Ad agosto con la mia amica e collega Sabina Lazzarini ho realizzato un’opera molto grande, sotto la tettoia di un lavatoio antico a Villanuova sul Clisi (BS). A seguito del restauro e della riqualificazione del lavatoio in spazio pubblico, inserire un’opera d’arte era importante per ricordare il lavoro delle donne e mantenere l’identità storica del luogo. Abbiamo quindi immaginato di dare un volto a queste donne del passato, che nell’immaginario collettivo sono soltanto figure chine a lavorare, senza una precisa identità. Ribaltando la prospettiva dello spettatore, le donne sono viste come se l’osservatore fosse sott’acqua, dentro il lavatoio. I volti a volte sono visibili, a volte si percepiscono le interferenze della corrente d’acqua: alcune lavano, altre parlano, ridono, altre ci guardano attraverso l’acqua. Dall’altro lato della tettoia e sulle colonne, il cielo, i panni stesi e le querce, le piante acquatiche e piccoli volatili. Abbiamo lavorato a stretto contatto con la gente del paese ed è stato bello vedere come il nostro lavoro faceva riaffluire i ricordi delle persone che da bambine facevano il bagno nel lavatoio o accompagnavano le mamme a lavare. Il lavoro non è immediatamente percepibile, ma chiede di alzare lo sguardo dalla strada, di entrare nel lavatoio e guardare meglio, scoprire il suo racconto, e quindi l’arte come invito discreto alla profondità, per questo sono soddisfatta».
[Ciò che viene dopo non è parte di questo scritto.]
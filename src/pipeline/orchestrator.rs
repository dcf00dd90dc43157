//! The finalization run, stage by stage.
//!
//! ```text
//! fetch state ─▶ open input ─▶ resolve tiles ─▶ finalize ─▶ tile cleanup
//!   ─▶ default stats ─▶ close ─▶ aggregate stats ─▶ spatial stats
//!   ─▶ publish ─▶ final cleanup ─▶ local cleanup
//! ```
//!
//! Stages run strictly one after another. Any error aborts the run; blobs
//! not yet deleted stay in the bucket and the temp directory is removed
//! when the [`RunContext`] drops.

use crate::callbacks::CallbackRegistry;
use crate::config::{DocumentLocation, StitchConfig};
use crate::error::{Result, StitchError};
use crate::io::{BlobStore, CleanupSet};
use crate::pipeline::metrics::StitchMetrics;
use crate::raster::{ClosedRaster, FinalizeRequest, Finalizer, SegmentRaster};
use crate::state::{parse_aggregate_request, parse_spatial_request, PreparationState};
use crate::stats::StatisticsEngine;
use crate::tiles::{TileCoord, TileSet};
use bytes::Bytes;
use std::collections::BTreeMap;
use std::path::{Path, PathBuf};
use std::sync::Arc;
use std::time::Instant;
use tempfile::TempDir;

/// What a successful run produced.
#[derive(Debug, Clone, PartialEq, Eq)]
pub struct StitchOutcome {
    /// Largest segment id assigned by the finalization engine
    pub max_segment_id: u64,
    /// Whether any segment ended up with no pixels
    pub has_empty_segments: bool,
    /// Tile blobs deleted after finalization
    pub tiles_deleted: usize,
    /// State and request documents deleted at the end
    pub documents_deleted: usize,
    /// Size of the published artifact
    pub uploaded_bytes: u64,
}

/// Per-run scratch space and metrics sink.
///
/// The temp directory is removed when the context is closed or dropped, so
/// every exit path cleans up.
pub struct RunContext {
    temp_dir: TempDir,
    metrics: Arc<StitchMetrics>,
}

impl RunContext {
    /// Create the run's temp directory under `temp_root`, or the system temp
    /// directory.
    pub fn new(temp_root: Option<&Path>, metrics: Arc<StitchMetrics>) -> Result<Self> {
        let mut builder = tempfile::Builder::new();
        builder.prefix("segstitch-");
        let temp_dir = match temp_root {
            Some(root) => builder.tempdir_in(root)?,
            None => builder.tempdir()?,
        };
        tracing::debug!("Working in {}", temp_dir.path().display());
        Ok(Self { temp_dir, metrics })
    }

    pub fn temp_path(&self) -> &Path {
        self.temp_dir.path()
    }

    pub fn metrics(&self) -> &StitchMetrics {
        &self.metrics
    }

    /// Remove the temp directory, reporting failure.
    pub fn close(self) -> Result<()> {
        let path = self.temp_dir.path().to_path_buf();
        self.temp_dir.close()?;
        tracing::debug!("Removed {}", path.display());
        Ok(())
    }
}

/// Runs the finalization stage against its collaborators.
pub struct Stitcher {
    store: Arc<dyn BlobStore>,
    finalizer: Arc<dyn Finalizer>,
    stats: Arc<dyn StatisticsEngine>,
    callbacks: CallbackRegistry,
    metrics: Arc<StitchMetrics>,
}

impl Stitcher {
    pub fn new(
        store: Arc<dyn BlobStore>,
        finalizer: Arc<dyn Finalizer>,
        stats: Arc<dyn StatisticsEngine>,
        callbacks: CallbackRegistry,
    ) -> Self {
        Self {
            store,
            finalizer,
            stats,
            callbacks,
            metrics: StitchMetrics::new(),
        }
    }

    pub fn metrics(&self) -> &Arc<StitchMetrics> {
        &self.metrics
    }

    /// Run every stage for `config`.
    pub async fn run(&self, config: &StitchConfig) -> Result<StitchOutcome> {
        config.validate()?;

        let ctx = RunContext::new(config.settings.temp_root.as_deref(), Arc::clone(&self.metrics))?;
        let outcome = self.run_stages(config, &ctx).await?;
        ctx.close()?;

        let snapshot = self.metrics.snapshot();
        tracing::info!("Stitch complete: {}", snapshot);
        if let Some(path) = &config.settings.metrics_output {
            snapshot.save_to_file(path)?;
        }
        Ok(outcome)
    }

    async fn run_stages(&self, config: &StitchConfig, ctx: &RunContext) -> Result<StitchOutcome> {
        let bucket = config.bucket.as_str();

        // 1. fetch state
        tracing::info!("Fetching preparation state {}:{}", bucket, config.state_key);
        let bytes = self.download(bucket, &config.state_key, ctx).await?;
        let state = PreparationState::from_slice(&bytes)?;

        // 2. open input
        let input_path = self.store.raster_path(bucket, &config.infile);
        let input = self.finalizer.open_input(&input_path).await?;
        tracing::info!(
            "Input {} is {}x{} with {} bands",
            input.path,
            input.width,
            input.height,
            input.band_count
        );

        // 3. resolve tiles
        let tiles = TileSet::resolve(&config.tile_prefix, &state.col_row_list);
        ctx.metrics().add_tiles_resolved(tiles.len() as u64);
        let tile_paths: BTreeMap<TileCoord, String> = tiles
            .iter()
            .map(|(coord, key)| (*coord, self.store.raster_path(bucket, key)))
            .collect();
        tracing::info!("Resolved {} tiles with prefix {}", tiles.len(), config.tile_prefix);

        // 4. finalize
        let file_name = config
            .output_file_name()
            .ok_or_else(|| StitchError::config(format!("--outfile '{}' has no file name", config.outfile)))?;
        let output_path = ctx.temp_path().join(file_name);
        let start = Instant::now();
        let request = FinalizeRequest {
            output_path: &output_path,
            tiles: &tile_paths,
            tile_info: &state.tile_info,
            overlap_size: config.overlap_size,
            temp_dir: ctx.temp_path(),
            write_histogram: true,
        };
        let result = self.finalizer.finalize(&input, request).await?;
        ctx.metrics().add_finalize_time(start.elapsed());
        tracing::info!(
            "Finalized {} (max segment id {}, empty segments: {})",
            output_path.display(),
            result.max_segment_id,
            result.has_empty_segments
        );

        // 5. tile cleanup
        let mut tiles_deleted = 0;
        if !config.keep_intermediates {
            let mut cleanup = CleanupSet::new();
            cleanup.extend(bucket, tiles.keys());
            tiles_deleted = self.purge(&mut cleanup, ctx).await?;
            tracing::info!("Deleted {} tiles", tiles_deleted);
        }

        // 6, 7. default stats, then release the handle
        let closed = default_stats_and_close(
            result.raster,
            result.max_segment_id,
            config.skip_default_stats,
            ctx,
        )
        .await?;

        // 8. aggregate stats
        let style = config.concurrency_style();
        if let Some(loc) = &config.stats {
            let bytes = self.download(&loc.bucket, &loc.key, ctx).await?;
            let tasks = parse_aggregate_request(&bytes)?;
            let start = Instant::now();
            for task in &tasks {
                tracing::info!(
                    "Per-segment stats: {} band {} ({} columns)",
                    task.image,
                    task.band,
                    task.selection.len()
                );
                self.stats.per_segment_stats(task, &closed, &style).await?;
                ctx.metrics().add_stats_task();
            }
            ctx.metrics().add_stats_time(start.elapsed());
        }

        // 9. spatial stats
        if let Some(loc) = &config.spatial_stats {
            let bytes = self.download(&loc.bucket, &loc.key, ctx).await?;
            let tasks = parse_spatial_request(&bytes)?;
            let start = Instant::now();
            for task in &tasks {
                tracing::info!(
                    "Per-segment spatial stats: {} band {} with {}",
                    task.image,
                    task.band,
                    task.callback
                );
                let func = self.callbacks.resolve(&task.callback)?;
                self.stats
                    .per_segment_spatial_stats(task, &closed, func, &style)
                    .await?;
                ctx.metrics().add_stats_task();
            }
            ctx.metrics().add_stats_time(start.elapsed());
        }

        // 10. publish
        let start = Instant::now();
        let uploaded_bytes = self
            .store
            .upload_file(closed.path(), bucket, &config.outfile)
            .await?;
        ctx.metrics().add_bytes_uploaded(uploaded_bytes);
        ctx.metrics().add_upload_time(start.elapsed());
        tracing::info!("Uploaded {} bytes to {}:{}", uploaded_bytes, bucket, config.outfile);

        // 11. final cleanup
        let mut documents_deleted = 0;
        if !config.keep_intermediates {
            let mut cleanup = CleanupSet::new();
            cleanup.add(bucket, config.state_key.as_str());
            for loc in [&config.stats, &config.spatial_stats].into_iter().flatten() {
                let DocumentLocation { bucket, key } = loc;
                cleanup.add(bucket, key.as_str());
            }
            documents_deleted = self.purge(&mut cleanup, ctx).await?;
        }

        Ok(StitchOutcome {
            max_segment_id: result.max_segment_id,
            has_empty_segments: result.has_empty_segments,
            tiles_deleted,
            documents_deleted,
            uploaded_bytes,
        })
    }

    async fn download(&self, bucket: &str, key: &str, ctx: &RunContext) -> Result<Bytes> {
        let bytes = self.store.download_to_buffer(bucket, key).await?;
        ctx.metrics().add_bytes_downloaded(bytes.len() as u64);
        Ok(bytes)
    }

    async fn purge(&self, cleanup: &mut CleanupSet, ctx: &RunContext) -> Result<usize> {
        let start = Instant::now();
        let report = cleanup.purge(self.store.as_ref()).await?;
        ctx.metrics()
            .add_deleted(report.batches as u64, report.keys as u64);
        ctx.metrics().add_cleanup_time(start.elapsed());
        Ok(report.keys)
    }
}

/// Write raster statistics, colour table and overviews unless `skip`, then
/// close the handle. Runs on the blocking pool, which takes the handle.
async fn default_stats_and_close(
    raster: Box<dyn SegmentRaster>,
    max_segment_id: u64,
    skip: bool,
    ctx: &RunContext,
) -> Result<ClosedRaster> {
    let start = Instant::now();
    let path: PathBuf = raster.path().to_path_buf();

    let closed = tokio::task::spawn_blocking(move || {
        let mut raster = raster;
        if !skip {
            let num_segments = max_segment_id.checked_add(1).ok_or_else(|| {
                StitchError::raster(format!("max segment id {} leaves no room for a colour table", max_segment_id))
            })?;
            // written by the finalizer
            let histogram = raster.pixel_counts()?;
            raster.estimate_stats_from_histogram(&histogram)?;
            raster.write_random_colour_table(num_segments)?;
            raster.add_overviews()?;
        }
        raster.close()
    })
    .await
    .map_err(|e| StitchError::raster(format!("default statistics task for {} failed: {}", path.display(), e)))??;

    if !skip {
        ctx.metrics().add_default_stats_time(start.elapsed());
        tracing::info!("Default statistics written in {:.1}s", start.elapsed().as_secs_f64());
    }
    Ok(closed)
}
Tra i tuoi progetti ti è capitato di far avvicinare i ragazzi alla tua tecnica. Perchè pensi che questo sia importante? Quale idea vuoi passare loro?
«Penso che l’arte in generale sia uno strumento per tutti, per i ragazzi è fondamentale perché li aiuta ad appropriarsi di un mondo senza subirlo acriticamente. Questa tecnica è della loro generazione, è un linguaggio che comprendono senza bisogno di spiegazioni, o introduzioni. Quando c’è un laboratorio di stencil ragazzi e ragazze sono tutti interessati, non c’è nessuno che resta indifferente. Al di là del successo di questa tecnica con le nuove generazioni credo sia importante dare un’occasione per mettersi in gioco e parlare di sé, essere protagonisti, non insegnare un mero tecnicismo».
Tra i tuoi lavori, qual è quello che ti sta più a cuore? E, per concludere, quali sono i tuoi prossimi progetti?
«Effettivamente il lavoro che mi sta più a cuore è sempre quello che non ho ancora compiuto ma che sto per fare, è davvero bello fare l’artista perché non si può smettere di essere motivati e di cercare stimoli. Dunque il prossimo progetto sarà la parete di una cucina dove compariranno i quattro bambini che abitano quella casa, sull’altalena, in bici, giocando a calcio…».